Caspase-3通常以32 ku無活性的酶原形式存在大多數(shù)動物細胞中，酶原本身沒有活性，必須經(jīng)特定的途徑被激活后才能引起細胞凋亡和蛋白降解。Caspase-3在執(zhí)行者上處于核心地位，是細胞凋亡發(fā)生的關(guān)鍵步驟及一切凋亡信號傳導的共同通路。早期的Western blotting研究顯示，32 ku的caspase-3酶原，在宰后1天的3種牛骨骼肌中被降解產(chǎn)生18/20 ku的活力片斷。Kemp等［7］研究了宰后5 min的豬肉，發(fā)現(xiàn)了20 ku的片段，但并沒有發(fā)現(xiàn)18 ku活化片斷，這可能是由于這個2個條帶分子質(zhì)量太相近，蛋白電泳沒有充分分開。Underwood等［8］的研究并沒有檢測到牛背最長肌酶原的降解片斷，可能由于降解條帶信號不夠強，或者抗體稀釋倍數(shù)小、蛋白進樣量以及信號檢測時放大與捕捉得不夠。黃明等采用抑制劑處理和體外孵育等研究手段表明，caspase-3和caspases-6對雞肉肌原纖維蛋白有顯著降解作用［9-11］。
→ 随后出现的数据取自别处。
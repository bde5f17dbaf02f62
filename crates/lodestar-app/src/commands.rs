//! Command parsing for submitted input.
//!
//! Input starting with `/` is a command. Anything else is an entry.

/// Parsed command from user input.
#[derive(Debug, Clone, PartialEq, Eq)]
pub enum Command {
    /// Show the server status.
    Status,

    /// Measure round-trip time to the server.
    Ping,

    /// Clear recorded entries.
    Clear,

    /// Quit the application.
    Quit,

    /// Plain text entry.
    Entry {
        /// Entry text.
        text: String,
    },

    /// Unknown command.
    Unknown {
        /// The original input.
        input: String,
    },
}

/// Parse a submitted input line.
pub fn parse(input: &str) -> Command {
    let input = input.trim();

    let Some(cmd) = input.strip_prefix('/') else {
        return Command::Entry { text: input.to_string() };
    };

    match cmd.split_whitespace().next().unwrap_or("") {
        "status" => Command::Status,
        "ping" => Command::Ping,
        "clear" => Command::Clear,
        "quit" | "q" => Command::Quit,
        _ => Command::Unknown { input: input.to_string() },
    }
}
目前Caspase-3已知的激活途徑有2種，一種被稱為外源性的死亡受體途徑或caspase-8途徑，由胞外“死亡配體”觸發(fā)“死亡受體”，通過級聯(lián)反應激活外源性途徑的起始caspase-8，caspase-8進一步導致線粒體膜通透性增強、細胞色素C的釋放和caspase-9的激活，最終激活 caspase-3［12-13］。另外一種途徑被稱為內(nèi)源性途徑或者線粒體途徑，它是由細胞內(nèi)部的凋亡信號誘導線粒體膜通透性改變，釋放到胞質(zhì)中的細胞色素C、Apaf-1(apoptotic peptidase activating factor-1)和caspase-9相互作用，再與輔因子ATP(或dATP)結(jié)合，形成凋亡復合體，活化的caspase-9降解并激活caspase-3［14-15］。研究中發(fā)現(xiàn)，在腰小肌和半腱肌中，caspase-9、caspase-8酶活與 caspase-3活力呈顯著相關(guān)性，且它們的酶活最高水平都發(fā)生在caspase-3之前［6］。與此同時，還發(fā)現(xiàn)了 caspase-9、caspase-8的活化片段［6］。在caspase-9活化片斷的抗體檢測中發(fā)現(xiàn)了23 ku的活化亞基，這個片段與之前Shiozaki等［15］在離體培養(yǎng)的細胞中檢測到的類似;在Western blotting的研究結(jié)果中，caspase-8酶原在宰后1天的3種牛骨骼肌中，被降解成45/38 ku的中間產(chǎn)物和一個類似18 ku的22 ku活化片斷，與先前報道的caspase-8一開始被加工成一個10 ku的小片段和43/41 ku的中間產(chǎn)物片段，隨后這個中間產(chǎn)物片段被降解成一個18 ku的活力片斷相似［16］。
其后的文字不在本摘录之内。